(Dataset entries)

···

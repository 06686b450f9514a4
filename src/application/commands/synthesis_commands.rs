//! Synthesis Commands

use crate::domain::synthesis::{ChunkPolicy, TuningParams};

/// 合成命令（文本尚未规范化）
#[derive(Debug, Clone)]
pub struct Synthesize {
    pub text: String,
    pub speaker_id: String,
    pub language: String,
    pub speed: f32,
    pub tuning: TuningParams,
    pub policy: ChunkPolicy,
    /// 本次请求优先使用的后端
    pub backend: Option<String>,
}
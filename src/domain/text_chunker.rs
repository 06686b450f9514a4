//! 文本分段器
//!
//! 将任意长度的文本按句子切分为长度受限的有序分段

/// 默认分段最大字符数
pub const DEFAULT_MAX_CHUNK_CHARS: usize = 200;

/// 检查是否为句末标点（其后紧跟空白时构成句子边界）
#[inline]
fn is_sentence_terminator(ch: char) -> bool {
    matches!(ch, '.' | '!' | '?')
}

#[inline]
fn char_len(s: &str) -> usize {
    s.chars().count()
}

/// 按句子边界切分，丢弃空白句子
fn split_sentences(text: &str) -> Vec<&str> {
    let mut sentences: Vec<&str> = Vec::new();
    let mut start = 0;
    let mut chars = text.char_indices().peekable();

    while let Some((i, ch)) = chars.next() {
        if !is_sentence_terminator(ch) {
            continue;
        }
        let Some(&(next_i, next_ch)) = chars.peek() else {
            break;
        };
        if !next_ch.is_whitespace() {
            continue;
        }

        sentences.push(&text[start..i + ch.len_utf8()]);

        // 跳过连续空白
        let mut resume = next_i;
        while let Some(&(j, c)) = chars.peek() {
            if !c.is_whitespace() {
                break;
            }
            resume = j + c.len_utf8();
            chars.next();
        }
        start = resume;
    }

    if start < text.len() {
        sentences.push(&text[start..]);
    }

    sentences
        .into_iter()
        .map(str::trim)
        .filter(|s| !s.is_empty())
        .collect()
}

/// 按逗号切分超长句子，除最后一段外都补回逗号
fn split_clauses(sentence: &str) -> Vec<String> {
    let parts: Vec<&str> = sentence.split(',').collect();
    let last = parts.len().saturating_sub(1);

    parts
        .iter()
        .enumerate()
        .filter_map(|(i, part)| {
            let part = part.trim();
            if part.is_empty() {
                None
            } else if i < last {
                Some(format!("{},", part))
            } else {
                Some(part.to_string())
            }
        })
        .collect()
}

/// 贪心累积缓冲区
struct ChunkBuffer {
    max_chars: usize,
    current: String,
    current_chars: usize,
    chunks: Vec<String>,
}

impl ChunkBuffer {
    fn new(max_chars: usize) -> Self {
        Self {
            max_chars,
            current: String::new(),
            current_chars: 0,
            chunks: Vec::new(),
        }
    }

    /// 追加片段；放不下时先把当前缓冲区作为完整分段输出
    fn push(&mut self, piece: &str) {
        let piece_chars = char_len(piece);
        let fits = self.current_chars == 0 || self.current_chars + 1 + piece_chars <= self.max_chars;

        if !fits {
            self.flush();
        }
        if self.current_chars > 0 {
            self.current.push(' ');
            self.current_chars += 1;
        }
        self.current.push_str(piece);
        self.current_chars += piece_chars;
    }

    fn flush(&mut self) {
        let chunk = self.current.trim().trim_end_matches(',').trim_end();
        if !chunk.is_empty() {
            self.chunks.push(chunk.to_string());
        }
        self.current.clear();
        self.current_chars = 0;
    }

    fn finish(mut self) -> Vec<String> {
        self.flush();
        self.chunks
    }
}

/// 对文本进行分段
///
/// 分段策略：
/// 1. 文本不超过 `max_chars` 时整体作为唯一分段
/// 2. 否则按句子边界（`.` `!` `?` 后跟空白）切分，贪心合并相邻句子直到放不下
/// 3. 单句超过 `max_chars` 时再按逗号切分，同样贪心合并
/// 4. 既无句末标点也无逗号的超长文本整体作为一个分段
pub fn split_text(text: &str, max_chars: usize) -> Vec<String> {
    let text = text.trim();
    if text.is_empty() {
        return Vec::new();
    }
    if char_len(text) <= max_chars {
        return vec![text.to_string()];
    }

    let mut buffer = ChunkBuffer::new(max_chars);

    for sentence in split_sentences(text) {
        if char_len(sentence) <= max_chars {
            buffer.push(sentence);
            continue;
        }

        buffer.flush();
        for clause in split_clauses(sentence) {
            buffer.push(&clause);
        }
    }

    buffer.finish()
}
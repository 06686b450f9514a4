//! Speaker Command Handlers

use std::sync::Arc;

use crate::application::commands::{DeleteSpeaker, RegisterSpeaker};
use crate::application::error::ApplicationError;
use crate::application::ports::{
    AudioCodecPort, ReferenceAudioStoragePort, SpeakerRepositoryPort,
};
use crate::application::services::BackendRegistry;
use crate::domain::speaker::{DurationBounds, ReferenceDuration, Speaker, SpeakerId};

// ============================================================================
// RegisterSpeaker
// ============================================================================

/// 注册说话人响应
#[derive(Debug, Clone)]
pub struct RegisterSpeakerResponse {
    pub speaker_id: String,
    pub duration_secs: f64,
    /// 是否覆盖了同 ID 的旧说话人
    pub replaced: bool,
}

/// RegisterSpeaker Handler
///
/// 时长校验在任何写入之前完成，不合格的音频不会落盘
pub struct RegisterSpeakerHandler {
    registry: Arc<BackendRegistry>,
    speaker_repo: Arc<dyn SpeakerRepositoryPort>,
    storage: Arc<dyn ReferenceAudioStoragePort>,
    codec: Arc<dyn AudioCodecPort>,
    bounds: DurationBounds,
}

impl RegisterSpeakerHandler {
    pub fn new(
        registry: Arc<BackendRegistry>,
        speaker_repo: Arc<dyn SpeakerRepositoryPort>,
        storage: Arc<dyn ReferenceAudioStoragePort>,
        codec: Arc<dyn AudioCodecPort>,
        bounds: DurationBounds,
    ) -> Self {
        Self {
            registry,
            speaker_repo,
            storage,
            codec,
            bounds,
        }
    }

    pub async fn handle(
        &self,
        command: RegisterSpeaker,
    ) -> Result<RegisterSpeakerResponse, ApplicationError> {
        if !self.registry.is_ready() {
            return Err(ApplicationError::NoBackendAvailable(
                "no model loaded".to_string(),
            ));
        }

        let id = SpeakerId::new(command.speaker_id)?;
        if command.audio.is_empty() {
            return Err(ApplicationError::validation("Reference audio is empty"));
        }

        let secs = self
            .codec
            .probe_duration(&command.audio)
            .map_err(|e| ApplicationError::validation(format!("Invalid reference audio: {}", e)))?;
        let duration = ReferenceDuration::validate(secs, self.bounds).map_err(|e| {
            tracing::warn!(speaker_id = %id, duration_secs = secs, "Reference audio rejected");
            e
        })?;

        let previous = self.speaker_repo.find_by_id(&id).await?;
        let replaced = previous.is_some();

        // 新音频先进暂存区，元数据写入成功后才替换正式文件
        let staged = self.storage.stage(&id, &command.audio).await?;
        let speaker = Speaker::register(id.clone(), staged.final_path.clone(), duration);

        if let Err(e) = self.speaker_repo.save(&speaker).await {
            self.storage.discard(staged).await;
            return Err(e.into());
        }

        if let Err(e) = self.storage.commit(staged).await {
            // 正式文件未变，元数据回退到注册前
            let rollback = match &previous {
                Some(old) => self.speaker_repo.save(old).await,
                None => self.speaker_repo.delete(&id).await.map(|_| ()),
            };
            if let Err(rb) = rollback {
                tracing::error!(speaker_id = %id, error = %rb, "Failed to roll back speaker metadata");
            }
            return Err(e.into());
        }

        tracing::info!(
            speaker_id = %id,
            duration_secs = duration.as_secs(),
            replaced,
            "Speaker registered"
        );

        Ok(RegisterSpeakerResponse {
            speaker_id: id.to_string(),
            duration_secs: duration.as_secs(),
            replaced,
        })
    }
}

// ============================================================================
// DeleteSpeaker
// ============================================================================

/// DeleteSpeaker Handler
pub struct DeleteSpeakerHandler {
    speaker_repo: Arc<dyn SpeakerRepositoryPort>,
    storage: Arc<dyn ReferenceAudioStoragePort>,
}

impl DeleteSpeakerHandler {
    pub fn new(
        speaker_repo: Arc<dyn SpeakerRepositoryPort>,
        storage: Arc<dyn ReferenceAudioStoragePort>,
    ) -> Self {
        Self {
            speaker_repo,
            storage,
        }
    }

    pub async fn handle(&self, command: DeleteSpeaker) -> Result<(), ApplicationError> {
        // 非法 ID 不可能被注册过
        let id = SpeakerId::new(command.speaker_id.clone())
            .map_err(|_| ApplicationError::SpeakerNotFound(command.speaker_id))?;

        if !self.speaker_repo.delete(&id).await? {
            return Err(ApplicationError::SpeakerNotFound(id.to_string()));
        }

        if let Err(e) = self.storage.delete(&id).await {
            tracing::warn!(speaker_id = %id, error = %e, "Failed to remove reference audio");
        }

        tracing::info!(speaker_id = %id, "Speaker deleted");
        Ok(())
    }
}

···

What is being asked
Scan the records above for the string "validation", then copy each line where it turns up.

Exercise result
            return Err(ApplicationError::validation("Reference audio is empty"));
            .map_err(|e| ApplicationError::validation(format!("Invalid reference audio: {}", e)))?;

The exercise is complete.